25 мая Лев Седов письмом известил отца, что Крукс может готовиться к отъезду. Имя Крукс Троцкий иногда использовал в качестве псевдонима. Наступал очередной «праздник вечного новоселья»[414]. Нужно было собираться переезжать в Норвегию. В разгар подготовки к переезду произошло событие, которое, наверное, не могло не вызвать улыбки даже у такого серьезного и в последние месяцы в основном скорбящего Троцкого: он получил предложение из Шотландии от студентов Эдинбургского университета, представлявших молодежь «всех оттенков политической мысли», как было написано в письме, выдвинуть свою кандидатуру на должность ректора этого высшего учебного заведения. Слегка ошарашенный, Троцкий какое-то время обдумывал, как ему поступить. Избрание на столь высокий и независимый пост теоретически открывало ему двери по крайней мере в Великобританию. Но, трезво оценив, что это экстравагантное предложение не может быть реализовано и избран он конечно же не будет, Троцкий ответил отказом, боясь еще и того, что поражение на выборах будет использовано в пропагандистских целях его противниками. В хитровато дипломатичном ответе, направленном 7 июня 1935 г., говорилось: «Я лично занимаю слишком определенную политическую позицию: вся моя деятельность с юных лет посвящена революционному освобождению пролетариата от ига капитала. Никаких других заслуг у меня нет для занятия ответственного поста. Я считал бы поэтому вероломным по отношению к рабочему классу и нелояльным по отношению к вам выступить на какое бы то ни было публичное поприще не под большевистским знаменем. Я не сомневаюсь, что вы найдете кандидатуру, гораздо более отвечающую традиции вашего университета»[415].

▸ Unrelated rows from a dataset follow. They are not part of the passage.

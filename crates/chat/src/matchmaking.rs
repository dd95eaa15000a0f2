//! Region-scoped pairing of ready sessions.

use std::sync::Arc;

use crate::registry::Sessions;
use crate::session::{Room, Session};

/// Pairs `seeker_id` with another ready session from the same region.
///
/// Candidates are tried in id order. Both sessions leave the ready pool and
/// join the new room. Sessions already in a room are never paired, as seeker
/// or as partner. Returns `None` when the seeker is unknown, not ready, already
/// chatting, or has nobody to pair with.
///
/// The caller must hold the table's write lock. That excludes every other
/// pairing attempt, so a ready session is never handed to two seekers.
pub(crate) fn pair_in_region(sessions: &Sessions, seeker_id: &str) -> Option<Arc<Room>> {
	let seeker = sessions.get(seeker_id)?;
	if !seeker.is_ready() || seeker.is_chatting() {
		return None;
	}

	let partner = sessions
		.values()
		.filter(|candidate| is_candidate(seeker, candidate))
		.min_by(|a, b| a.id().cmp(b.id()))?;

	let room = Arc::new(Room::pair(seeker.id(), partner.id()));
	for session in [seeker, partner] {
		session.set_ready(false);
		session.join_room(Arc::clone(&room));
	}
	tracing::debug!(room = room.id(), seeker = seeker.id(), partner = partner.id(), region = seeker.region(), "registry.paired");
	Some(room)
}

fn is_candidate(seeker: &Arc<Session>, candidate: &Arc<Session>) -> bool {
	!Arc::ptr_eq(seeker, candidate)
		&& candidate.id() != seeker.id()
		&& candidate.region() == seeker.region()
		&& candidate.is_ready()
		&& !candidate.is_chatting()
}
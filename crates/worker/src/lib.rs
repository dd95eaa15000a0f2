//! Lock-guarded worker pool.
//!
//! A [`GuardedPool`] owns one piece of state behind a reader/writer lock and a
//! fixed set of worker threads. Every access goes through a [`Work`] unit
//! tagged [`Access::Exclusive`] or [`Access::Shared`], queued on one unbounded
//! [`WorkQueue`] and run by whichever worker is idle:
//!
//! ```text
//!  caller ──Work──▶ WorkQueue ──▶ worker 0..P ──lock──▶ state
//!    ▲                                  │
//!    └──────────── completion ◀─────────┘
//! ```
//!
//! Callers block on (or await) a private completion signal, so the pool looks
//! like a plain function call while all locking stays inside the workers.

mod access;
mod completion;
mod error;
mod pool;
mod queue;
mod spawn;
mod stats;


pub use access::Access;
pub use error::{PoolError, QueueClosed};
pub use pool::{ExclusiveOp, GuardedPool, PoolConfig, SharedOp, Work, default_workers};
pub use queue::{WorkQueue, WorkReceiver, WorkSender};
pub use stats::PoolStats;
pub use tokio_util::sync::CancellationToken;

/// Extracts the message from a panic payload, if it carries one.
pub fn panic_message(payload: &(dyn std::any::Any + Send)) -> Option<String> {
	if let Some(s) = payload.downcast_ref::<&'static str>() {
		Some((*s).to_string())
	} else {
		payload.downcast_ref::<String>().cloned()
	}
}
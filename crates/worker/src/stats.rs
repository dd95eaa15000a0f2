use std::sync::atomic::{AtomicU64, Ordering};

/// Point-in-time snapshot of pool activity.
#[derive(Debug, Clone, Copy, Default, PartialEq, Eq)]
pub struct PoolStats {
	/// Number of worker threads started.
	pub workers: usize,
	/// Units of work queued but not yet picked up.
	pub pending: usize,
	/// Units of work that ran to completion. A unit is counted before its
	/// caller is woken.
	pub completed: u64,
	/// Units of work dropped unrun because their caller stopped waiting.
	/// Counted when a worker reaches the unit, which can be after the caller
	/// already returned.
	pub abandoned: u64,
	/// Units of work that panicked.
	pub panicked: u64,
}

/// Shared counters updated by workers.
#[derive(Debug, Default)]
pub(crate) struct PoolCounters {
	completed: AtomicU64,
	abandoned: AtomicU64,
	panicked: AtomicU64,
}

impl PoolCounters {
	pub fn record_completed(&self) {
		self.completed.fetch_add(1, Ordering::Relaxed);
	}

	pub fn record_abandoned(&self) {
		self.abandoned.fetch_add(1, Ordering::Relaxed);
	}

	pub fn record_panicked(&self) {
		self.panicked.fetch_add(1, Ordering::Relaxed);
	}

	pub fn snapshot(&self, workers: usize, pending: usize) -> PoolStats {
		PoolStats {
			workers,
			pending,
			completed: self.completed.load(Ordering::Relaxed),
			abandoned: self.abandoned.load(Ordering::Relaxed),
			panicked: self.panicked.load(Ordering::Relaxed),
		}
	}
}
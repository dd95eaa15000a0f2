//! Registry of ephemeral chat sessions with region-scoped matchmaking.
//!
//! Connection handlers create a [`Session`], register it with
//! [`SessionRegistry::set`], flip its ready flag while the user waits for a
//! partner, and [`SessionRegistry::close`] it on disconnect. Matchmaking reads
//! [`SessionRegistry::ready_ids_by_region`] or pairs atomically with
//! [`SessionMap::match_in_region`]; monitoring reads
//! [`SessionRegistry::ready_and_chatting`].
//!
//! # Example
//!
//! ```no_run
//! use tailla_chat::{Session, SessionMap, SessionRegistry};
//!
//! fn example() -> tailla_chat::Result<()> {
//!     let registry = SessionMap::new()?;
//!     registry.set("a", Session::new("a", "uk").with_ready(true).into_shared())?;
//!     registry.set("b", Session::new("b", "uk").with_ready(true).into_shared())?;
//!
//!     if let Some(room) = registry.match_in_region("a")? {
//!         println!("paired in room {}", room.id());
//!     }
//!     let counts = registry.ready_and_chatting()?;
//!     println!("{} ready, {} chatting", counts.ready, counts.chatting);
//!     Ok(())
//! }
//! ```

pub mod config;
pub mod error;
mod map;
mod matchmaking;
mod registry;
pub mod session;

pub use config::RegistryConfig;
pub use error::{ConfigError, RegistryError, Result};
pub use map::SessionMap;
pub use registry::{ReadinessCounts, SessionRegistry, Sessions};
pub use session::{Room, Session};
pub use tailla_worker::{CancellationToken, PoolStats};
use std::collections::HashSet;
use std::fmt;
use std::sync::Arc;
use std::time::Instant;

use tailla_worker::{CancellationToken, GuardedPool, PoolStats};

use crate::config::RegistryConfig;
use crate::error::Result;
use crate::matchmaking::pair_in_region;
use crate::registry::{ReadinessCounts, SessionRegistry, Sessions, collect_ready_ids, collect_ready_ids_in, count_ready_and_chatting};
use crate::session::{Room, Session};

/// Session table served by a fixed pool of worker threads.
///
/// Every operation is a closure submitted through [`Self::action`] (write lock)
/// or [`Self::raction`] (read lock). The caller blocks until a worker has run
/// it. Closures must not call back into the same map.
pub struct SessionMap {
	pool: GuardedPool<Sessions>,
}

impl SessionMap {
	/// Creates a map with one worker per available CPU.
	pub fn new() -> Result<Self> {
		Self::with_config(RegistryConfig::default())
	}

	/// Fails with [`ConfigError::InvalidWorkers`](crate::ConfigError::InvalidWorkers) when `config` asks for zero
	/// workers.
	pub fn with_config(config: RegistryConfig) -> Result<Self> {
		config.validate()?;
		let pool = GuardedPool::new(Sessions::new(), config.pool_config())?;
		tracing::debug!(workers = pool.workers(), "registry.start");
		Ok(Self { pool })
	}

	/// Runs `f` with exclusive access to the table.
	pub fn action<F, R>(&self, f: F) -> Result<R>
	where
		F: FnOnce(&mut Sessions) -> R + Send + 'static,
		R: Send + 'static,
	{
		Ok(self.pool.exclusive(f)?)
	}

	/// Runs `f` with shared access to the table.
	pub fn raction<F, R>(&self, f: F) -> Result<R>
	where
		F: FnOnce(&Sessions) -> R + Send + 'static,
		R: Send + 'static,
	{
		Ok(self.pool.shared(f)?)
	}

	/// [`Self::action`] that gives up at `deadline`.
	pub fn action_until<F, R>(&self, deadline: Instant, f: F) -> Result<R>
	where
		F: FnOnce(&mut Sessions) -> R + Send + 'static,
		R: Send + 'static,
	{
		Ok(self.pool.exclusive_until(deadline, f)?)
	}

	/// [`Self::raction`] that gives up at `deadline`.
	pub fn raction_until<F, R>(&self, deadline: Instant, f: F) -> Result<R>
	where
		F: FnOnce(&Sessions) -> R + Send + 'static,
		R: Send + 'static,
	{
		Ok(self.pool.shared_until(deadline, f)?)
	}

	pub async fn action_async<F, R>(&self, f: F) -> Result<R>
	where
		F: FnOnce(&mut Sessions) -> R + Send + 'static,
		R: Send + 'static,
	{
		Ok(self.pool.exclusive_async(f).await?)
	}

	pub async fn raction_async<F, R>(&self, f: F) -> Result<R>
	where
		F: FnOnce(&Sessions) -> R + Send + 'static,
		R: Send + 'static,
	{
		Ok(self.pool.shared_async(f).await?)
	}

	/// [`Self::action_async`] that gives up once `token` is cancelled.
	pub async fn action_cancellable<F, R>(&self, token: &CancellationToken, f: F) -> Result<R>
	where
		F: FnOnce(&mut Sessions) -> R + Send + 'static,
		R: Send + 'static,
	{
		Ok(self.pool.exclusive_cancellable(token, f).await?)
	}

	/// [`Self::raction_async`] that gives up once `token` is cancelled.
	pub async fn raction_cancellable<F, R>(&self, token: &CancellationToken, f: F) -> Result<R>
	where
		F: FnOnce(&Sessions) -> R + Send + 'static,
		R: Send + 'static,
	{
		Ok(self.pool.shared_cancellable(token, f).await?)
	}

	pub async fn set_async(&self, id: &str, session: Arc<Session>) -> Result<()> {
		tracing::trace!(id, "registry.set");
		let id = id.to_string();
		self.action_async(move |sessions| {
			sessions.insert(id, session);
		})
		.await
	}

	pub async fn get_async(&self, id: &str) -> Result<Option<Arc<Session>>> {
		tracing::trace!(id, "registry.get");
		let id = id.to_string();
		self.raction_async(move |sessions| sessions.get(&id).cloned()).await
	}

	pub async fn close_async(&self, id: &str) -> Result<()> {
		tracing::trace!(id, "registry.close");
		let id = id.to_string();
		self.action_async(move |sessions| {
			sessions.remove(&id);
		})
		.await
	}

	/// Pairs `seeker_id` with another ready session in its region.
	///
	/// Runs under exclusive access, so concurrent seekers never claim the same
	/// partner. Both sessions stop being ready and share the returned room.
	pub fn match_in_region(&self, seeker_id: &str) -> Result<Option<Arc<Room>>> {
		tracing::trace!(id = seeker_id, "registry.match_in_region");
		let seeker_id = seeker_id.to_string();
		self.action(move |sessions| pair_in_region(sessions, &seeker_id))
	}

	/// Worker pool activity counters.
	pub fn stats(&self) -> PoolStats {
		self.pool.stats()
	}

	pub fn is_closed(&self) -> bool {
		self.pool.is_closed()
	}

	/// Stops accepting operations and joins the workers after queued ones ran.
	pub fn shutdown(&self) {
		self.pool.shutdown();
		tracing::debug!("registry.shutdown");
	}
}

impl SessionRegistry for SessionMap {
	fn set(&self, id: &str, session: Arc<Session>) -> Result<()> {
		tracing::trace!(id, "registry.set");
		let id = id.to_string();
		self.action(move |sessions| {
			sessions.insert(id, session);
		})
	}

	fn get(&self, id: &str) -> Result<Option<Arc<Session>>> {
		tracing::trace!(id, "registry.get");
		let id = id.to_string();
		self.raction(move |sessions| sessions.get(&id).cloned())
	}

	fn close(&self, id: &str) -> Result<()> {
		tracing::trace!(id, "registry.close");
		let id = id.to_string();
		self.action(move |sessions| {
			sessions.remove(&id);
		})
	}

	fn ready_ids(&self) -> Result<HashSet<String>> {
		tracing::trace!("registry.ready_ids");
		self.raction(collect_ready_ids)
	}

	fn ready_ids_by_region(&self, region: &str) -> Result<HashSet<String>> {
		tracing::trace!(region, "registry.ready_ids_by_region");
		let region = region.to_string();
		self.raction(move |sessions| collect_ready_ids_in(sessions, &region))
	}

	fn ready_and_chatting(&self) -> Result<ReadinessCounts> {
		tracing::trace!("registry.ready_and_chatting");
		self.raction(count_ready_and_chatting)
	}

	fn len(&self) -> Result<usize> {
		tracing::trace!("registry.len");
		self.raction(Sessions::len)
	}
}

impl fmt::Debug for SessionMap {
	fn fmt(&self, f: &mut fmt::Formatter<'_>) -> fmt::Result {
		f.debug_struct("SessionMap").field("pool", &self.pool).finish()
	}
}

#[cfg(test)]
mod tests {
	use std::time::Duration;

	use super::*;
	use crate::error::{ConfigError, RegistryError};

	/// Log sink shared between a test and its `fmt` subscriber.
	#[derive(Clone, Default)]
	struct Captured(Arc<parking_lot::Mutex<Vec<u8>>>);

	impl std::io::Write for Captured {
		fn write(&mut self, buf: &[u8]) -> std::io::Result<usize> {
			self.0.lock().extend_from_slice(buf);
			Ok(buf.len())
		}

		fn flush(&mut self) -> std::io::Result<()> {
			Ok(())
		}
	}

	impl Captured {
		fn text(&self) -> String {
			String::from_utf8_lossy(&self.0.lock()).into_owned()
		}
	}

	fn map() -> SessionMap {
		SessionMap::with_config(RegistryConfig::default().with_workers(2)).unwrap()
	}

	#[test]
	fn set_then_get_returns_same_record() {
		let map = map();
		let session = Session::new("a", "uk").into_shared();
		map.set("a", Arc::clone(&session)).unwrap();

		let stored = map.get("a").unwrap().expect("a was registered");
		assert!(Arc::ptr_eq(&stored, &session));
		assert!(map.get("b").unwrap().is_none());
	}

	#[test]
	fn last_set_wins() {
		let map = map();
		let first = Session::new("a", "uk").into_shared();
		let second = Session::new("a", "us").into_shared();
		map.set("a", first).unwrap();
		map.set("a", Arc::clone(&second)).unwrap();

		assert!(Arc::ptr_eq(&map.get("a").unwrap().unwrap(), &second));
		assert_eq!(map.len().unwrap(), 1);
	}

	#[test]
	fn close_unknown_id_is_noop() {
		let map = map();
		map.set("a", Session::new("a", "uk").into_shared()).unwrap();
		map.close("nope").unwrap();
		assert_eq!(map.len().unwrap(), 1);
		assert!(map.get("a").unwrap().is_some());
	}

	#[test]
	fn in_place_mutation_is_seen_without_reregistration() {
		let map = map();
		let session = Session::new("a", "uk").into_shared();
		map.set("a", Arc::clone(&session)).unwrap();
		assert!(map.ready_ids().unwrap().is_empty());

		session.set_ready(true);
		assert!(map.ready_ids().unwrap().contains("a"));
	}

	#[test]
	fn action_runs_bulk_operation_atomically() {
		let map = map();
		for id in ["a", "b", "c"] {
			map.set(id, Session::new(id, "uk").with_ready(true).into_shared()).unwrap();
		}
		let cleared = map
			.action(|sessions| {
				let ready: Vec<_> = sessions.values().filter(|s| s.is_ready()).map(|s| s.id().to_string()).collect();
				for id in &ready {
					sessions.remove(id);
				}
				ready.len()
			})
			.unwrap();
		assert_eq!(cleared, 3);
		assert!(map.is_empty().unwrap());
	}

	#[test]
	fn match_in_region_pairs_and_clears_readiness() {
		let map = map();
		map.set("a", Session::new("a", "uk").with_ready(true).into_shared()).unwrap();
		map.set("b", Session::new("b", "uk").with_ready(true).into_shared()).unwrap();

		let room = map.match_in_region("a").unwrap().expect("b is waiting in uk");
		assert!(room.contains("b"));
		assert!(map.ready_ids().unwrap().is_empty());
		assert_eq!(map.ready_and_chatting().unwrap(), ReadinessCounts { ready: 0, chatting: 2 });
		assert!(map.match_in_region("a").unwrap().is_none());
	}

	#[test]
	fn operations_after_shutdown_report_closed() {
		let map = map();
		map.shutdown();
		assert!(map.is_closed());
		assert!(matches!(map.set("a", Session::new("a", "uk").into_shared()), Err(RegistryError::Closed)));
		assert!(matches!(map.get("a"), Err(RegistryError::Closed)));
		assert!(matches!(map.close("a"), Err(RegistryError::Closed)));
		assert!(matches!(map.ready_ids(), Err(RegistryError::Closed)));
		assert!(matches!(map.ready_ids_by_region("uk"), Err(RegistryError::Closed)));
		assert!(matches!(map.ready_and_chatting(), Err(RegistryError::Closed)));
		assert!(matches!(map.match_in_region("a"), Err(RegistryError::Closed)));
	}

	#[test]
	fn panicking_action_surfaces_and_map_keeps_serving() {
		let map = map();
		let result = map.action(|_| -> usize { panic!("broken bulk op") });
		assert!(matches!(result, Err(RegistryError::Panicked(msg)) if msg.contains("broken bulk op")));

		map.set("a", Session::new("a", "uk").into_shared()).unwrap();
		assert_eq!(map.len().unwrap(), 1);
	}

	#[test]
	fn deadline_variant_returns_value_when_in_time() {
		let map = map();
		map.set("a", Session::new("a", "uk").into_shared()).unwrap();
		let len = map.raction_until(Instant::now() + Duration::from_secs(5), |s| s.len()).unwrap();
		assert_eq!(len, 1);
	}

	#[tokio::test]
	async fn async_variants_round_trip() {
		let map = map();
		map.set_async("a", Session::new("a", "uk").with_ready(true).into_shared()).await.unwrap();
		assert_eq!(map.get_async("a").await.unwrap().map(|s| s.region().to_string()), Some("uk".to_string()));

		let token = CancellationToken::new();
		assert_eq!(map.raction_cancellable(&token, |s| s.len()).await.unwrap(), 1);

		map.close_async("a").await.unwrap();
		assert!(map.get_async("a").await.unwrap().is_none());
	}

	#[test]
	fn zero_workers_is_rejected_at_construction() {
		let result = SessionMap::with_config(RegistryConfig::default().with_workers(0));
		assert!(matches!(result, Err(RegistryError::Config(ConfigError::InvalidWorkers))));
	}

	#[test]
	fn every_query_emits_a_trace_event() {
		let captured = Captured::default();
		let writer = captured.clone();
		let subscriber = tracing_subscriber::fmt()
			.with_max_level(tracing::Level::TRACE)
			.with_ansi(false)
			.with_writer(move || writer.clone())
			.finish();

		let map = map();
		tracing::subscriber::with_default(subscriber, || {
			map.get("a").unwrap();
			map.ready_ids().unwrap();
			map.ready_ids_by_region("uk").unwrap();
			map.ready_and_chatting().unwrap();
			map.len().unwrap();
			map.match_in_region("a").unwrap();
		});

		let logs = captured.text();
		for event in ["registry.get", "registry.ready_ids_by_region", "registry.ready_and_chatting", "registry.len", "registry.match_in_region"] {
			assert!(logs.contains(event), "no {event} event in:\n{logs}");
		}
		assert_eq!(logs.lines().filter(|line| line.contains("registry.ready_ids")).count(), 2, "{logs}");
		assert!(logs.lines().any(|line| line.contains("registry.ready_ids_by_region") && line.contains("region=")), "{logs}");
	}
}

8 июня к Троцкому приехал Хейженоорт, сообщивший, что документы на въезд в Норвегию готовы и ожидают его в Париже. Отъезд был назначен на следующий день. Правда, не было транзитной бельгийской визы, а Троцкие должны были следовать пароходом из Антверпена. Но и тут обошлось без осложнений: правительство Бельгии, хорошо понимая, как настоятельно французские власти стремятся избавиться от Троцкого, не планировало ставить палки в колеса. «Наташа готовит обед и укладывает вещи, помогает мне собирать книги и рукописи, ухаживает за мной, — записал Троцкий 9 июня. — По крайней мере это отвлекает ее несколько от мыслей о Сереже и о будущем. Надо еще прибавить ко всему прочему, что мы остались без денег: я слишком много времени отдавал партийным делам, а последние два месяца болел и вообще плохо работал. В Норвегию мы приедем совершенно без средств… Но это все же наименьшая из забот»[416].
Троцкому разрешили остановиться в Париже для получения документов только на один день. Оказалось, однако, что в консульстве Норвегии о документах ничего не знают. А. Молинье связался с Осло. Оттуда сообщили, что документы все еще не заверены и в правительственных кругах в последний момент возникли колебания: не будет ли Троцкий заниматься в Норвегии революционной деятельностью и не возникнут ли трудности в связи с обеспечением его личной безопасности. Следует отметить, что в стране не было троцкистских организаций (первая такая группа появилась в Норвегии только в 1937 г.)[417] и пускать «козу в огород» не все норвежские государственные деятели были готовы.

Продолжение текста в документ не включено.